WHAT IS REQUIRED → Pull out every line with the word "false" from the entries below.

+ + + + + + +

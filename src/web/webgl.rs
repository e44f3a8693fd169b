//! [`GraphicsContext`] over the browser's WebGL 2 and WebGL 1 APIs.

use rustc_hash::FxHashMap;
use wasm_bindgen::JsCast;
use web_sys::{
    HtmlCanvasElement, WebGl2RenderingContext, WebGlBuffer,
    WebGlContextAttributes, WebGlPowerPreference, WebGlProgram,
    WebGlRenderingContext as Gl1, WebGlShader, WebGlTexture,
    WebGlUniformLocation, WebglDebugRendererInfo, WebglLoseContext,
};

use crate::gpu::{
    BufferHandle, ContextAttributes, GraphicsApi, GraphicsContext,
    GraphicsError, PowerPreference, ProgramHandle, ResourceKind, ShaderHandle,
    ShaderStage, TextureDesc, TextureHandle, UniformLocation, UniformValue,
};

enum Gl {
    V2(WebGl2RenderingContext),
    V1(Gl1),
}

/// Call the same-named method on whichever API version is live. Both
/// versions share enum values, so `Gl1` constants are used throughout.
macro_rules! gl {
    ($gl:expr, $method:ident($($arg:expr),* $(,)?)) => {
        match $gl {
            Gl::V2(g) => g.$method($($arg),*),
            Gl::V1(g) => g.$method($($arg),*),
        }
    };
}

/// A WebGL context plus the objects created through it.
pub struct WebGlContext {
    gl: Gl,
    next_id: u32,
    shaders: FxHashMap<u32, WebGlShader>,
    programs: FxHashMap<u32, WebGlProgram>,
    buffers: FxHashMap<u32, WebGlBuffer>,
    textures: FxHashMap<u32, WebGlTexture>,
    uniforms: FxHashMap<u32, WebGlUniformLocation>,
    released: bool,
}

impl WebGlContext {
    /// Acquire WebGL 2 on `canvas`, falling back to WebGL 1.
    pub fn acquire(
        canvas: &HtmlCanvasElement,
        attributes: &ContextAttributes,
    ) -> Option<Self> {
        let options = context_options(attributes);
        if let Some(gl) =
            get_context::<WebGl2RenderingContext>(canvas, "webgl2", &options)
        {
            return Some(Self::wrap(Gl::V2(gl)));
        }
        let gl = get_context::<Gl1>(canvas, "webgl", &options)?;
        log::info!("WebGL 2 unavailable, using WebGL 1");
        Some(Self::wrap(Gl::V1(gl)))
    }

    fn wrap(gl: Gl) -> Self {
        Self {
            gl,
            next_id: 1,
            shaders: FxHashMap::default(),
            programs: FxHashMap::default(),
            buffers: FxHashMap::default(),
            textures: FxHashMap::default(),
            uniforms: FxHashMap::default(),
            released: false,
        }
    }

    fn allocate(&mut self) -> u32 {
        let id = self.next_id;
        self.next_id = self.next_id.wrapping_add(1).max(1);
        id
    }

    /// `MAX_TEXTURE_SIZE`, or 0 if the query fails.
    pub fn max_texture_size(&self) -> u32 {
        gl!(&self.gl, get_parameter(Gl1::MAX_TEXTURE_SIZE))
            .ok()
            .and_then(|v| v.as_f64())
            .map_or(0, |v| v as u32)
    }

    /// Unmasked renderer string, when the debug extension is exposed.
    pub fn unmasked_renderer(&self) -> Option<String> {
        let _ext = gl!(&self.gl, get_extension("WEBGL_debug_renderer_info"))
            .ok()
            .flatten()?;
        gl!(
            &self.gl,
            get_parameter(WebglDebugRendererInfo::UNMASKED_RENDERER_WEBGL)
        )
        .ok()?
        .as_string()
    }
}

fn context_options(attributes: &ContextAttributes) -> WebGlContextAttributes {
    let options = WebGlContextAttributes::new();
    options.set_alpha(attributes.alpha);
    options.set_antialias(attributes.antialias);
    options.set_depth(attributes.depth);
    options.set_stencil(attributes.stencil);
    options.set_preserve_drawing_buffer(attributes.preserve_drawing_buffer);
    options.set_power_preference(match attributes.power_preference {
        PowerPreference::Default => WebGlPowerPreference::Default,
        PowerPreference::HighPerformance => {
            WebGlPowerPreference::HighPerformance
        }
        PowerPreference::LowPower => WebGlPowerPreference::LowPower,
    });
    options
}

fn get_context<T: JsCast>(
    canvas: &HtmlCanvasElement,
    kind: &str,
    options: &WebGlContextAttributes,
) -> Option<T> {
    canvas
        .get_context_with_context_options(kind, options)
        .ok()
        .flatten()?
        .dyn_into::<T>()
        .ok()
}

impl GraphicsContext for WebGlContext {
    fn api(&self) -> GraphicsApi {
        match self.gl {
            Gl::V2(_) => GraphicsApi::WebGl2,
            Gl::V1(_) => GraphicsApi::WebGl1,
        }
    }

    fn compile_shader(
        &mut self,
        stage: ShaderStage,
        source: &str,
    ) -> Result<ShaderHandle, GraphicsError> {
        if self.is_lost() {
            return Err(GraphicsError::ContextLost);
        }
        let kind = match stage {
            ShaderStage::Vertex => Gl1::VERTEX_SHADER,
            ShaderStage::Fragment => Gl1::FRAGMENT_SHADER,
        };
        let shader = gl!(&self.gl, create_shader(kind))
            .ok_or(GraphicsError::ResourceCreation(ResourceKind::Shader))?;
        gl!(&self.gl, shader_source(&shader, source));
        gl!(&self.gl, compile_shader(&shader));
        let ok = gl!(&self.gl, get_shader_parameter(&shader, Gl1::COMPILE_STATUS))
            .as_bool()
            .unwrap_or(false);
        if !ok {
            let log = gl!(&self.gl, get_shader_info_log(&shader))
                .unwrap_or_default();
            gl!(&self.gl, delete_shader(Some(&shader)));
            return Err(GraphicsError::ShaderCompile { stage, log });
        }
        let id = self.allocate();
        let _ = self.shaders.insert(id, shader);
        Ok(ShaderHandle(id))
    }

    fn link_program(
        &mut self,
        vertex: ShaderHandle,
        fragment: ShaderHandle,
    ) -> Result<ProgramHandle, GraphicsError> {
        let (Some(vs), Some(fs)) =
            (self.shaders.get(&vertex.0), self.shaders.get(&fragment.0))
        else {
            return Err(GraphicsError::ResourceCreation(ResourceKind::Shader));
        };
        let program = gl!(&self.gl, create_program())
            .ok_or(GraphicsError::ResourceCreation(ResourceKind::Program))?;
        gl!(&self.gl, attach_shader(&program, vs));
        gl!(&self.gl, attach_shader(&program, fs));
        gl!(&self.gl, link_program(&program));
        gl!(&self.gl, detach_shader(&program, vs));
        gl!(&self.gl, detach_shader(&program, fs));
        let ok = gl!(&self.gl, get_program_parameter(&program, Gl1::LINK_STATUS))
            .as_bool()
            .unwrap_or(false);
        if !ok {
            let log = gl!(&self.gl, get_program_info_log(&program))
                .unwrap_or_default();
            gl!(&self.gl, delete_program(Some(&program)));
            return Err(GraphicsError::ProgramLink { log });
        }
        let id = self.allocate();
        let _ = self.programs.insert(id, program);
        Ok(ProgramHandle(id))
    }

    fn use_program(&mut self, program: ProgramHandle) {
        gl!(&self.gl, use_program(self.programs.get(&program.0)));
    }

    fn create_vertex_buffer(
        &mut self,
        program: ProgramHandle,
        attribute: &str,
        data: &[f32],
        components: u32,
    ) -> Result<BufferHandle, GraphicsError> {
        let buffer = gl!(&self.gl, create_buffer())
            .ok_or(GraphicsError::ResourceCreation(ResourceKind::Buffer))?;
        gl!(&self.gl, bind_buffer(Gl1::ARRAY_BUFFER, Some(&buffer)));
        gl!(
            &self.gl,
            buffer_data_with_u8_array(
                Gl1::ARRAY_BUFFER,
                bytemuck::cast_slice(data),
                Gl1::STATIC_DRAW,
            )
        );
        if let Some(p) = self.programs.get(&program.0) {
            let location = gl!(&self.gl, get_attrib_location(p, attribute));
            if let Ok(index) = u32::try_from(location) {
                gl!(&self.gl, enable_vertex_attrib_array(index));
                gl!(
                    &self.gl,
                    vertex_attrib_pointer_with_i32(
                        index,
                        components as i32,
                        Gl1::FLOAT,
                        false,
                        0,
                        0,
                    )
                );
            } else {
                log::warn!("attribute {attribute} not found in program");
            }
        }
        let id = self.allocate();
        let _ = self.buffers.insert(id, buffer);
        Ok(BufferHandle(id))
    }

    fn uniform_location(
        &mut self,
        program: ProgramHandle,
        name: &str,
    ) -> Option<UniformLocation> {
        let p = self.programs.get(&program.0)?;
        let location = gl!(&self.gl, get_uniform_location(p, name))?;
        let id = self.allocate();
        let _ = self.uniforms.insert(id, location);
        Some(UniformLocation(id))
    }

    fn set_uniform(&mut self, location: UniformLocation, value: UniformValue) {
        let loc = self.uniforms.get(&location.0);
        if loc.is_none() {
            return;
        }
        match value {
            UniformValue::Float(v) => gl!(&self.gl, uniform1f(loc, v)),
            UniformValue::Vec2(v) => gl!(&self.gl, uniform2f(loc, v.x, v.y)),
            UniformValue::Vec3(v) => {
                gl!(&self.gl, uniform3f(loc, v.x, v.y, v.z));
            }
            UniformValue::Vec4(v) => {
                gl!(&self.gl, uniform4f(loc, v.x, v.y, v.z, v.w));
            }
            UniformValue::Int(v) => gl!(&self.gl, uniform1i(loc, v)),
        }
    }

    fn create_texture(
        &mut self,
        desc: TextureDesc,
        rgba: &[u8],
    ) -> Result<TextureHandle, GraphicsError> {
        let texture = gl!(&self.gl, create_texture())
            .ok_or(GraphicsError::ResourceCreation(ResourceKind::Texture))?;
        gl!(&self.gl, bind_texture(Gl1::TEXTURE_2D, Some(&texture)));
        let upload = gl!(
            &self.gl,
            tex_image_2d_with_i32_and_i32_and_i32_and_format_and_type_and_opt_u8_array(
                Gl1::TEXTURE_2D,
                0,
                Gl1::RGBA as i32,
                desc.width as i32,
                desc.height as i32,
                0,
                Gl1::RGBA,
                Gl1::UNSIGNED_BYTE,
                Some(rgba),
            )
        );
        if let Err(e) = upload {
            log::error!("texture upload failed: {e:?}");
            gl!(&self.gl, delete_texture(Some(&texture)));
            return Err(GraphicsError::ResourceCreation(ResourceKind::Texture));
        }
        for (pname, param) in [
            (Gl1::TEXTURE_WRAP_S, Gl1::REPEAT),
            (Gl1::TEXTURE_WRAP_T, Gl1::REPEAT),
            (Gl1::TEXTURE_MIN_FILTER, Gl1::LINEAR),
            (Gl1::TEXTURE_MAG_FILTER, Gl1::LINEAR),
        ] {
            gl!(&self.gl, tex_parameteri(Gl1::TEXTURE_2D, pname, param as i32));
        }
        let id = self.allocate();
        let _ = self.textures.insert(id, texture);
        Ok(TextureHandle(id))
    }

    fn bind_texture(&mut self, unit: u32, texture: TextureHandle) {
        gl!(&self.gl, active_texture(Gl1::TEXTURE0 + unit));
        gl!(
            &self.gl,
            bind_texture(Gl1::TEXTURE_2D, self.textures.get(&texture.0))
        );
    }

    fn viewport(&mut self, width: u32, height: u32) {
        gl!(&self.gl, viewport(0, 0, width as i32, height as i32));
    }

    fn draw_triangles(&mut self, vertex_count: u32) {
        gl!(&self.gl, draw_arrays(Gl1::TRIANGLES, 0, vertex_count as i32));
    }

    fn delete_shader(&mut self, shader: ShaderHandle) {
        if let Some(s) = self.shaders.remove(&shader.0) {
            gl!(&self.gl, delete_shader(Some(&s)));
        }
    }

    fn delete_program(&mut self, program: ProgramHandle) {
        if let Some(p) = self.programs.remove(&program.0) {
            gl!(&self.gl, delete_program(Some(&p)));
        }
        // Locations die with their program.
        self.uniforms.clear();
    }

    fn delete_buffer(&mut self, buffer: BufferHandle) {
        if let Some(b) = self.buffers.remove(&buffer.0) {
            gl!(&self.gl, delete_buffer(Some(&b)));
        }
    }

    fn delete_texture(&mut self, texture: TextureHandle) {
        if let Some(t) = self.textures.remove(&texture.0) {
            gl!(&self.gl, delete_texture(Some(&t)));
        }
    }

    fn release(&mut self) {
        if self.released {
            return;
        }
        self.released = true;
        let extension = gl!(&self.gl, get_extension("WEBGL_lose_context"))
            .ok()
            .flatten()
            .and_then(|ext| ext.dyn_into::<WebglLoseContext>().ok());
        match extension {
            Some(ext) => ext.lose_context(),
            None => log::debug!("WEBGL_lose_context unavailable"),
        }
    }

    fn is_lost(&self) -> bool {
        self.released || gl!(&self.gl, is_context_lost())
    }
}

+ + + + + + +

THE ANSWER →
            released: false,
            .unwrap_or(false);
            .unwrap_or(false);
                        false,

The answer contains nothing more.